**Exercise prompt**. Within the entries below, how many lines carry the word "MonthFilter"? State the number and stop.

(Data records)
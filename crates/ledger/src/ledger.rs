//! Stock/dispatch consistency rules.

use std::collections::HashMap;
use std::future::Future;
use std::sync::Arc;
use std::time::Duration;

use chrono::{DateTime, Utc};
use serde::Serialize;
use tokio::sync::Mutex;

use medstock_core::{Clinic, DispatchId, LedgerError, LedgerResult};

use crate::dispatch::{DispatchRecord, MonthFilter};
use crate::report::{MonthlyReportRow, monthly_report};
use crate::stock::{StockEntry, dispatch_name_matches};
use crate::store::StockStore;

/// Upper bound on any single backing-store call.
const STORE_TIMEOUT: Duration = Duration::from_secs(10);

/// Outcome of a stock delete.
///
/// Deleting a name that is not present is a reported no-op, never an error:
/// the table ends up in the requested state either way.
#[derive(Debug, Copy, Clone, PartialEq, Eq, Serialize)]
#[serde(rename_all = "snake_case")]
pub enum DeleteOutcome {
    Deleted,
    Missing,
}

/// The inventory ledger: per-clinic stock table + dispatch log semantics
/// over an injected [`StockStore`].
///
/// The backing store offers no transactions or locking, so all mutating
/// operations serialize per clinic behind an in-process async mutex; without
/// it two overlapping dispatches against the same medicine could both read
/// the same quantity and lose one subtraction. Reads run unserialized.
pub struct Ledger {
    store: Arc<dyn StockStore>,
    locks: Mutex<HashMap<Clinic, Arc<Mutex<()>>>>,
}

impl Ledger {
    /// Build a ledger over a storage client. The client is constructed once
    /// at process start and injected here; the ledger never creates its own.
    pub fn new(store: Arc<dyn StockStore>) -> Self {
        Self {
            store,
            locks: Mutex::new(HashMap::new()),
        }
    }

    /// Set `name`'s quantity to exactly `quantity`, creating the entry when
    /// absent. Absolute replace, not additive; idempotent for equal values.
    pub async fn upsert_stock(
        &self,
        clinic: &Clinic,
        name: &str,
        quantity: u32,
    ) -> LedgerResult<()> {
        let lock = self.clinic_lock(clinic).await;
        let _guard = lock.lock().await;

        self.store_call(self.store.write_stock_entry(clinic, name, quantity))
            .await
    }

    /// Remove the entry matching `name` exactly. A missing name is reported
    /// as [`DeleteOutcome::Missing`] and logged, not failed.
    pub async fn delete_stock(&self, clinic: &Clinic, name: &str) -> LedgerResult<DeleteOutcome> {
        let lock = self.clinic_lock(clinic).await;
        let _guard = lock.lock().await;

        let removed = self
            .store_call(self.store.remove_stock_entry(clinic, name))
            .await?;

        if removed {
            Ok(DeleteOutcome::Deleted)
        } else {
            tracing::info!(clinic = %clinic, name, "delete of unknown stock entry, no-op");
            Ok(DeleteOutcome::Missing)
        }
    }

    /// Replace the clinic's whole stock table (bulk CSV upload path).
    ///
    /// Duplicate names within `entries` collapse to the last occurrence so
    /// the one-entry-per-name invariant survives arbitrary uploads.
    pub async fn replace_stock_table(
        &self,
        clinic: &Clinic,
        entries: Vec<StockEntry>,
    ) -> LedgerResult<()> {
        let mut deduped: Vec<StockEntry> = Vec::with_capacity(entries.len());
        for entry in entries {
            if let Some(existing) = deduped.iter_mut().find(|e| e.name == entry.name) {
                existing.quantity = entry.quantity;
            } else {
                deduped.push(entry);
            }
        }

        let lock = self.clinic_lock(clinic).await;
        let _guard = lock.lock().await;

        self.store_call(self.store.replace_stock_table(clinic, deduped))
            .await
    }

    /// Record a dispatch: validate against current stock, append the log
    /// record, subtract the count (clamped at zero).
    ///
    /// The validation chain is ordered: unknown medicine, then exhausted
    /// (quantity zero), then insufficient (quantity < count). A rejected
    /// dispatch leaves both tables untouched. The stored record carries the
    /// stock table's canonical name, not the request spelling.
    pub async fn record_dispatch(
        &self,
        clinic: &Clinic,
        transaction_number: &str,
        medicine_name: &str,
        count: u32,
        now: DateTime<Utc>,
    ) -> LedgerResult<DispatchRecord> {
        if count == 0 {
            return Err(LedgerError::invalid_quantity(
                "dispatch count must be positive",
            ));
        }

        let lock = self.clinic_lock(clinic).await;
        let _guard = lock.lock().await;

        let stock = self.read_stock(clinic).await?;
        let entry = stock
            .iter()
            .find(|e| dispatch_name_matches(&e.name, medicine_name))
            .ok_or_else(|| LedgerError::medicine_not_found(medicine_name.trim()))?;

        if entry.quantity == 0 {
            return Err(LedgerError::stock_exhausted(entry.name.clone()));
        }
        if entry.quantity < count {
            return Err(LedgerError::InsufficientStock {
                name: entry.name.clone(),
                requested: count,
                available: entry.quantity,
            });
        }

        let record = DispatchRecord {
            id: DispatchId::new(),
            transaction_number: transaction_number.to_string(),
            medicine_name: entry.name.clone(),
            count,
            dispatched_at: now,
        };

        self.store_call(self.store.append_dispatch_record(clinic, record.clone()))
            .await?;
        self.store_call(self.store.write_stock_entry(
            clinic,
            &record.medicine_name,
            entry.quantity.saturating_sub(count),
        ))
        .await?;

        tracing::info!(
            clinic = %clinic,
            medicine = %record.medicine_name,
            count,
            "dispatch recorded"
        );

        Ok(record)
    }

    /// Reverse a dispatch: add the record's count back onto the referenced
    /// stock entry, then remove the record.
    ///
    /// Restore runs first so a failure between the two writes errs on the
    /// side of over-counted stock rather than a vanished record; the store
    /// has no transaction spanning both writes, and that gap is accepted.
    /// If the medicine has since been deleted from stock the restore is
    /// skipped and logged.
    pub async fn reverse_dispatch(
        &self,
        clinic: &Clinic,
        id: DispatchId,
    ) -> LedgerResult<DispatchRecord> {
        let lock = self.clinic_lock(clinic).await;
        let _guard = lock.lock().await;

        let log = self.read_log(clinic).await?;
        let record = log
            .into_iter()
            .find(|r| r.id == id)
            .ok_or_else(|| LedgerError::record_not_found(id.to_string()))?;

        let stock = self.read_stock(clinic).await?;
        match stock
            .iter()
            .find(|e| dispatch_name_matches(&e.name, &record.medicine_name))
        {
            Some(entry) => {
                self.store_call(self.store.write_stock_entry(
                    clinic,
                    &entry.name,
                    entry.quantity.saturating_add(record.count),
                ))
                .await?;
            }
            None => {
                tracing::warn!(
                    clinic = %clinic,
                    medicine = %record.medicine_name,
                    "medicine gone from stock, skipping restore on reversal"
                );
            }
        }

        let removed = self
            .store_call(self.store.remove_dispatch_record(clinic, id))
            .await?;
        if !removed {
            return Err(LedgerError::record_not_found(id.to_string()));
        }

        Ok(record)
    }

    /// Read-only projection of the clinic's stock table.
    pub async fn list_stock(&self, clinic: &Clinic) -> LedgerResult<Vec<StockEntry>> {
        self.read_stock(clinic).await
    }

    /// Read-only projection of the dispatch log, optionally restricted to
    /// one calendar month.
    pub async fn list_dispatch_log(
        &self,
        clinic: &Clinic,
        filter: Option<MonthFilter>,
    ) -> LedgerResult<Vec<DispatchRecord>> {
        let log = self.read_log(clinic).await?;
        Ok(match filter {
            Some(f) => log
                .into_iter()
                .filter(|r| f.matches(&r.dispatched_at))
                .collect(),
            None => log,
        })
    }

    /// Per-medicine, per-month dispatch totals. Row order is documented on
    /// [`monthly_report`].
    pub async fn build_monthly_report(
        &self,
        clinic: &Clinic,
    ) -> LedgerResult<Vec<MonthlyReportRow>> {
        let log = self.read_log(clinic).await?;
        Ok(monthly_report(&log))
    }

    async fn clinic_lock(&self, clinic: &Clinic) -> Arc<Mutex<()>> {
        let mut table = self.locks.lock().await;
        table.entry(clinic.clone()).or_default().clone()
    }

    /// Apply the storage timeout to one backing-store call.
    async fn store_call<T>(
        &self,
        call: impl Future<Output = LedgerResult<T>>,
    ) -> LedgerResult<T> {
        match tokio::time::timeout(STORE_TIMEOUT, call).await {
            Ok(result) => result,
            Err(_) => Err(LedgerError::storage_unavailable(format!(
                "store call exceeded {STORE_TIMEOUT:?}"
            ))),
        }
    }

    /// Stock read with a single bounded retry (reads are idempotent).
    async fn read_stock(&self, clinic: &Clinic) -> LedgerResult<Vec<StockEntry>> {
        match self.store_call(self.store.read_stock_table(clinic)).await {
            Err(e) if e.is_transient() => {
                tracing::warn!(clinic = %clinic, error = %e, "stock read failed, retrying once");
                self.store_call(self.store.read_stock_table(clinic)).await
            }
            other => other,
        }
    }

    /// Dispatch-log read with a single bounded retry.
    async fn read_log(&self, clinic: &Clinic) -> LedgerResult<Vec<DispatchRecord>> {
        match self.store_call(self.store.read_dispatch_log(clinic)).await {
            Err(e) if e.is_transient() => {
                tracing::warn!(clinic = %clinic, error = %e, "dispatch log read failed, retrying once");
                self.store_call(self.store.read_dispatch_log(clinic)).await
            }
            other => other,
        }
    }
}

**Written answer**. 2